[Opening Exercise data section]

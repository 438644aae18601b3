//! Deterministic nested text-literal encoder: renders a [`Store`] as a
//! Lua-style `{[key]=value, …}` table, suitable for embedding directly in
//! a scripting-language source file.

use std::fmt::Write as _;

use sheetyield_common::{Cardinality, Key, Kind, Scalar, Value};
use sheetyield_descriptor::{FieldDescriptor, MessageDescriptor};
use sheetyield_store::Store;

/// Render `store` as a text literal, wrapped verbatim by `prefix`/`suffix`.
pub fn encode_text(
    store: &Store,
    message: &MessageDescriptor,
    prefix: &str,
    suffix: &str,
) -> String {
    let mut out = String::new();
    out.push_str(prefix);
    render_store(store, message, 0, &mut out);
    out.push_str(suffix);
    out
}

fn render_store(store: &Store, message: &MessageDescriptor, depth: usize, out: &mut String) {
    out.push_str("{\n");
    let indent = "\t".repeat(depth + 1);
    for key in store.export_keys() {
        let child = store
            .get(&key)
            .expect("a key from export_keys always resolves on the same store");
        write!(out, "{indent}{} = ", render_key(&key)).unwrap();
        if child.is_leaf() {
            match child.first_record() {
                Some(record) => render_record(record, message, out),
                None => out.push_str("{}"),
            }
        } else {
            render_store(child, message, depth + 1, out);
        }
        out.push_str(",\n");
    }
    out.push_str(&"\t".repeat(depth));
    out.push('}');
}

fn render_key(key: &Key) -> String {
    match key {
        Key::Int(v) => format!("[{v}]"),
        Key::Str(v) => format!("['{v}']"),
    }
}

fn render_record(record: &Value, message: &MessageDescriptor, out: &mut String) {
    let fields = record
        .as_message()
        .expect("a store record is always Value::Message");
    out.push('{');
    let mut first = true;
    for field in message.fields_in_order() {
        if !first {
            out.push_str(", ");
        }
        first = false;
        write!(out, "{}=", field.name).unwrap();
        let default;
        let value = match fields.get(&field.tag) {
            Some(value) => value,
            None => {
                default = default_value(field);
                &default
            }
        };
        render_value(value, field, out);
    }
    out.push('}');
}

/// A field absent from the record's map is still emitted, at its kind's
/// default value — `0`/`''`/empty `{}` — matching an unconditional
/// field-by-field walk over the message descriptor rather than only
/// emitting what happens to be set.
fn default_value(field: &FieldDescriptor) -> Value {
    match field.cardinality {
        Cardinality::Repeated | Cardinality::Map => Value::empty_list(),
        Cardinality::Singular => default_scalar_or_message(field),
    }
}

fn default_scalar_or_message(field: &FieldDescriptor) -> Value {
    match field.kind {
        Kind::Message => Value::empty_message(),
        Kind::Bool => Value::Scalar(Scalar::Bool(false)),
        Kind::Double | Kind::Float => Value::Scalar(Scalar::F64(0.0)),
        Kind::I32 | Kind::I64 => Value::Scalar(Scalar::I64(0)),
        Kind::U32 | Kind::U64 => Value::Scalar(Scalar::U64(0)),
        Kind::Enum => Value::Scalar(Scalar::EnumOrdinal(
            field.enum_descriptor.as_ref().map_or(0, |d| d.default),
        )),
        Kind::String => Value::Scalar(Scalar::Str(String::new())),
    }
}

fn render_value(value: &Value, field: &FieldDescriptor, out: &mut String) {
    match field.cardinality {
        Cardinality::Map => {
            let Value::List(items) = value else {
                unreachable!("a map field always coerces to Value::List")
            };
            render_table(items, field, out);
        }
        Cardinality::Repeated => {
            let Value::List(items) = value else {
                unreachable!("a repeated field always coerces to Value::List")
            };
            render_array(items, field, out);
        }
        Cardinality::Singular => render_element(value, field, out),
    }
}

fn render_element(value: &Value, field: &FieldDescriptor, out: &mut String) {
    match value {
        Value::Scalar(scalar) => render_scalar(scalar, out),
        Value::Message(_) => {
            let nested = field
                .message
                .as_deref()
                .expect("a message-kind field always carries a nested descriptor");
            render_record(value, nested, out);
        }
        Value::List(_) => unreachable!("a single element is never itself a Value::List"),
    }
}

fn render_array(items: &[Value], field: &FieldDescriptor, out: &mut String) {
    out.push('{');
    for (i, item) in items.iter().enumerate() {
        if i > 0 {
            out.push_str(", ");
        }
        render_element(item, field, out);
    }
    out.push('}');
}

fn render_table(items: &[Value], field: &FieldDescriptor, out: &mut String) {
    let nested = field
        .message
        .as_deref()
        .expect("a map field always carries a nested {key,value} descriptor");
    let key_field = nested
        .find_field("key")
        .expect("a synthetic map entry always declares a `key` field");
    let value_field = nested
        .find_field("value")
        .expect("a synthetic map entry always declares a `value` field");

    out.push('{');
    for (i, item) in items.iter().enumerate() {
        if i > 0 {
            out.push_str(", ");
        }
        let entry = item
            .as_message()
            .expect("a map entry is always Value::Message");
        let key_value = entry
            .get(&key_field.tag)
            .expect("a map entry's key is always present");
        let key = key_value
            .as_key()
            .expect("a map key field is always key-capable");
        write!(out, "{} = ", render_key(&key)).unwrap();
        let value = entry
            .get(&value_field.tag)
            .expect("a map entry's value is always present");
        render_element(value, value_field, out);
    }
    out.push('}');
}

fn render_scalar(scalar: &Scalar, out: &mut String) {
    match scalar {
        Scalar::Bool(b) => out.push_str(if *b { "1" } else { "0" }),
        Scalar::I64(v) => write!(out, "{v}").unwrap(),
        Scalar::U64(v) => write!(out, "{v}").unwrap(),
        Scalar::F64(v) => write!(out, "{v}").unwrap(),
        Scalar::EnumOrdinal(v) => write!(out, "{v}").unwrap(),
        Scalar::Str(s) => {
            if s.contains('\'') {
                tracing::warn!(value = %s, "string value contains a single quote; text literal does not escape it");
            }
            write!(out, "'{s}'").unwrap();
        }
    }
}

[Closing Exercise data section]

● Exercise instructions: Reproduce every line in the records above that contains the word "false".

● Exercise solution:
        first = false;
        Kind::Bool => Value::Scalar(Scalar::Bool(false)),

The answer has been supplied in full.